One year ago today I was reborn, given a second lease on life. The big scar down my chest I wear proudly. This photo was taken about a month after the operation. I like to say “Kids get tattoos. Real men get scars.”
Ha! What it says to me is how fortunate I was to have had this operation. This is diagram below of my heart. Is this not the ultimate act of sharing with your readers? You get to look inside my dark little heart. You can see the percentages, the blockages, but it offers little insight to my joys or heartbreaks. You don’t hear the beats, or see the blood. Not even the gravy. Do I need to elaborate on what fills an artery with life threatening blockages?

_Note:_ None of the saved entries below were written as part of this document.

use std::path::Path;
use std::sync::Mutex;

use fjall::{Config, Keyspace, PartitionCreateOptions, PartitionHandle, PersistMode};

use crate::{Column, KeyValueStore, StoreError};

/// Persistent id tables, one fjall partition per [`Column`].
pub struct FjallStore {
    keyspace: Keyspace,
    tx_hash: PartitionHandle,
    address: PartitionHandle,
    // serializes insert_new against itself; plain puts are not checked
    insert_lock: Mutex<()>,
}

impl FjallStore {
    pub fn open(path: impl AsRef<Path>) -> Result<Self, StoreError> {
        let path = path.as_ref();
        let keyspace = Config::new(path).open().map_err(map_err)?;
        let open = |column: Column| {
            keyspace
                .open_partition(column.as_str(), PartitionCreateOptions::default())
                .map_err(map_err)
        };
        let tx_hash = open(Column::TxHash)?;
        let address = open(Column::Address)?;
        sqlchain_log::log_info!("opened id tables at {}", path.display());
        Ok(Self {
            keyspace,
            tx_hash,
            address,
            insert_lock: Mutex::new(()),
        })
    }

    fn partition(&self, column: Column) -> &PartitionHandle {
        match column {
            Column::TxHash => &self.tx_hash,
            Column::Address => &self.address,
        }
    }

    /// Flushes the journal to disk.
    pub fn persist(&self) -> Result<(), StoreError> {
        self.keyspace.persist(PersistMode::SyncAll).map_err(map_err)
    }
}

impl KeyValueStore for FjallStore {
    fn get(&self, column: Column, key: &[u8]) -> Result<Option<Vec<u8>>, StoreError> {
        let value = self.partition(column).get(key).map_err(map_err)?;
        Ok(value.map(|bytes| bytes.to_vec()))
    }

    fn put(&self, column: Column, key: &[u8], value: &[u8]) -> Result<(), StoreError> {
        self.partition(column).insert(key, value).map_err(map_err)?;
        Ok(())
    }

    fn insert_new(
        &self,
        column: Column,
        key: &[u8],
        value: &[u8],
    ) -> Result<Option<Vec<u8>>, StoreError> {
        let partition = self.partition(column);
        let _guard = self.insert_lock.lock().expect("insert lock");
        if let Some(existing) = partition.get(key).map_err(map_err)? {
            return Ok(Some(existing.to_vec()));
        }
        partition.insert(key, value).map_err(map_err)?;
        Ok(None)
    }
}

fn map_err(err: fjall::Error) -> StoreError {
    StoreError::Backend(err.to_string())
}
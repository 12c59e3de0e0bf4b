//! Hashing, binary codec, address codec and header records for sqlchain.

pub mod address;
pub mod encoding;
pub mod hash;
pub mod header;
pub mod hex;
pub mod network;

pub use address::{
    address_kind, address_to_script_pubkey, decode_address, encode_address, is_address,
    pubkey_to_address, AddressError, AddressKind,
};
pub use encoding::{decode_varint, encode_varint, DecodeError, Decoder, Encoder};
pub use hash::{hash160, sha256, sha256d};
pub use header::{bits_to_difficulty, block_subsidy, block_work, BlockHeader, HEADER_LEN};
pub use network::{Hash256, Network};
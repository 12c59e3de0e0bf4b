//! Ranged HTTP fallback for blob files that are no longer kept locally.

use std::io::Read;
use std::num::NonZeroUsize;
use std::sync::{Arc, Mutex};

use lru::LruCache;

use crate::blobs::BlobFile;

pub const PAGE_SIZE: u64 = 4096;
pub const DEFAULT_CACHE_PAGES: usize = 1024;
const HTTP_TIMEOUT_SECS: u64 = 30;

#[derive(Debug, Clone, PartialEq, Eq)]
pub enum RemoteError {
    Http(String),
    Status(i32),
}

impl std::fmt::Display for RemoteError {
    fn fmt(&self, f: &mut std::fmt::Formatter<'_>) -> std::fmt::Result {
        match self {
            RemoteError::Http(message) => write!(f, "remote fetch failed: {message}"),
            RemoteError::Status(code) => write!(f, "remote fetch returned HTTP {code}"),
        }
    }
}

impl std::error::Error for RemoteError {}

/// Source of byte ranges of remote blob files.
pub trait PageSource: Send + Sync {
    /// Returns up to `len` bytes of `file_name` starting at `start`; fewer
    /// when the file ends inside the range. `Ok(None)` means the remote does
    /// not hold that range at all.
    fn fetch_range(
        &self,
        file_name: &str,
        start: u64,
        len: u64,
    ) -> Result<Option<Vec<u8>>, RemoteError>;
}

pub struct HttpPageSource {
    base_url: String,
    timeout_secs: u64,
}

impl HttpPageSource {
    pub fn new(base_url: impl Into<String>) -> Self {
        Self {
            base_url: base_url.into().trim_end_matches('/').to_string(),
            timeout_secs: HTTP_TIMEOUT_SECS,
        }
    }

    pub fn with_timeout(mut self, timeout_secs: u64) -> Self {
        self.timeout_secs = timeout_secs;
        self
    }
}

impl PageSource for HttpPageSource {
    fn fetch_range(
        &self,
        file_name: &str,
        start: u64,
        len: u64,
    ) -> Result<Option<Vec<u8>>, RemoteError> {
        if len == 0 {
            return Ok(Some(Vec::new()));
        }
        let url = format!("{}/{file_name}", self.base_url);
        let end = start + len - 1;
        let response = minreq::get(&url)
            .with_header("Range", format!("bytes={start}-{end}"))
            .with_timeout(self.timeout_secs)
            .send_lazy()
            .map_err(|err| RemoteError::Http(format!("{url} ({err})")))?;
        if !range_has_body(response.status_code, start)? {
            return Ok(None);
        }
        // a 200 at offset zero may carry the whole object; keep only the range
        let mut body = Vec::with_capacity(len as usize);
        Read::take(response, len)
            .read_to_end(&mut body)
            .map_err(|err| RemoteError::Http(format!("{url} ({err})")))?;
        Ok(Some(body))
    }
}

/// Whether the reply body holds the range starting at `start`. A 200 means
/// the server ignored `Range`, which is only usable from the start of the file.
fn range_has_body(status: i32, start: u64) -> Result<bool, RemoteError> {
    match status {
        206 => Ok(true),
        200 if start == 0 => Ok(true),
        404 | 416 => Ok(false),
        code => Err(RemoteError::Status(code)),
    }
}

type PageKey = (BlobFile, u64);

/// Page-granular reader over a [`PageSource`] with a bounded LRU of pages.
pub struct RemotePages {
    source: Box<dyn PageSource>,
    cache: Mutex<LruCache<PageKey, Arc<Vec<u8>>>>,
}

impl RemotePages {
    pub fn new(source: Box<dyn PageSource>, cache_pages: usize) -> Self {
        let capacity = NonZeroUsize::new(cache_pages).unwrap_or(NonZeroUsize::MIN);
        Self {
            source,
            cache: Mutex::new(LruCache::new(capacity)),
        }
    }

    /// Reads `len` bytes at file-local `offset`, or `None` if the remote copy
    /// does not cover the whole range.
    pub fn read(&self, file: BlobFile, offset: u64, len: u64) -> Result<Option<Vec<u8>>, RemoteError> {
        if len == 0 {
            return Ok(Some(Vec::new()));
        }
        let end = offset + len;
        let mut out = Vec::with_capacity(len as usize);
        for page in offset / PAGE_SIZE..=(end - 1) / PAGE_SIZE {
            let Some(bytes) = self.page(file, page)? else {
                return Ok(None);
            };
            let page_start = page * PAGE_SIZE;
            let from = offset.saturating_sub(page_start) as usize;
            let to = ((end - page_start).min(PAGE_SIZE)) as usize;
            if bytes.len() < to {
                return Ok(None);
            }
            out.extend_from_slice(&bytes[from..to]);
        }
        Ok(Some(out))
    }

    pub fn cached_pages(&self) -> usize {
        self.cache.lock().expect("remote page cache").len()
    }

    fn page(&self, file: BlobFile, page: u64) -> Result<Option<Arc<Vec<u8>>>, RemoteError> {
        if let Some(hit) = self.cache.lock().expect("remote page cache").get(&(file, page)) {
            return Ok(Some(Arc::clone(hit)));
        }
        let fetched = self
            .source
            .fetch_range(&file.file_name(), page * PAGE_SIZE, PAGE_SIZE)?;
        let Some(bytes) = fetched else {
            return Ok(None);
        };
        let bytes = Arc::new(bytes);
        // a short page is the current end of the remote file, which may grow
        if bytes.len() as u64 == PAGE_SIZE {
            self.cache
                .lock()
                .expect("remote page cache")
                .put((file, page), Arc::clone(&bytes));
        }
        Ok(Some(bytes))
    }
}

This the actual photo from the angiogram I had in May 2021. You can see clearly why I was short of breath, having 70%-90% blockages in my left coronary artery (aka the Widow Maker), and 90% in my right coronary artery. The hatch marked area in the RCA is the stent I had put in when I had my heart attack at age 49. What isn’t stated is the obverse: if your heart is blocked 70-90 %; you are running on 10-30%. A management fee. Running on fumes. Your agent called you?
I had the angiogram because I insisted. I was told by my cardiologist that the previous test looked ok. He paused. Although there might be something…..
I said given my illustrious family, “something”is always more than something. It could be a harbinger of heart attacks, strokes, heart failure.
So I insisted. What else could we do? Well, when was the last time you had an angiogram? 14 years previous, when I got the stent, after my heart attack in Atlanta. I wrote about that on my previous blog, www.densemilt.com
This post from 2007, over time, became this post I made one week after the operation.
This cardio condition runs in my genes, it’s in my blood, part of my bloodline. The discovery of this situation in May 2021 led to the decision that I was no longer a candidate for more stents. No Full Metal Jacket for this puppy. You have been upgraded to a Triple Bypass.
The triple bypass. More difficult than the double play. Tinker to Evers to Chance. I was originally scheduled to have one surgeon, then when I was informed of the operation, they said it would be someone different. I had put myself on a cancellation list and was called on Wednesday October 13. Can you come in for Friday? October 15. A few minutes later, can you actually come tomorrow? Yet another different surgeon. They are all good, right? St. Paul’s Hospital was where I had the operation. They have a world class cardio team. I was confident. Scared shirtless, but confident. I was told to get a Covid test.
I told my workmates that the time had come. I would see them in a few months. For a guy who rarely took vacations, it was almost impossible to conceive of not working for over three months, which is what I did.
The Covid test was brutal, but hey, they were going to crack open my chest, cut open my harvest leg, ( that’s what they call it), and from these scraps, some arteries from my chest and veins from my leg, they bypassed the original blockage. Like a highway overpass. Like a coverup. Easy breezy beautiful cover girl.
Here is my view after the operation.
Here is a view of the guy that my loved ones saw when they visited:
I was doing my best Harry Dean Stanton impression. The look in the photo is hardly flattering but it captures the fear, and exhaustion of a guy who had just gone through a 3-4 hour operation, and was now, God willing, reborn. A new man. I don’t really look like a “new man” here. More like an old man.
My friends and family were fabulous in their support. My wife coming every day. You really understand your connection to someone in those moments. She was and is my strength, my best friend, my soul mate. People would ask me how I was doing over the three and half months before I returned to work.
I would say, “Every day a little bit better. I wasn’t looking for the touchdown pass, the Hail Mary. No, this was a long haul. Minnesota Vikings vs the Chicago Bears in the snow. Yards. Inches. Increments.
Slowly, I gained more strength. Slowly I felt not like my old self, but like my new self. My new self began slowly. When they let me go home , I would have a shower on a chair, my wife sponge bathing me. I would take baby steps. I would be afraid to push, just letting everything heal in its own time.
But gradually I gained strength. And I started to exercise.
And I started to remake myself.
As Iggy said, "Any asshole can get a tattoo, but every scar tells a story."
Educational. Full of personality and dare I say: heart. Keep the faith, my bro. A lovely --staggering, actually-- piece of writty.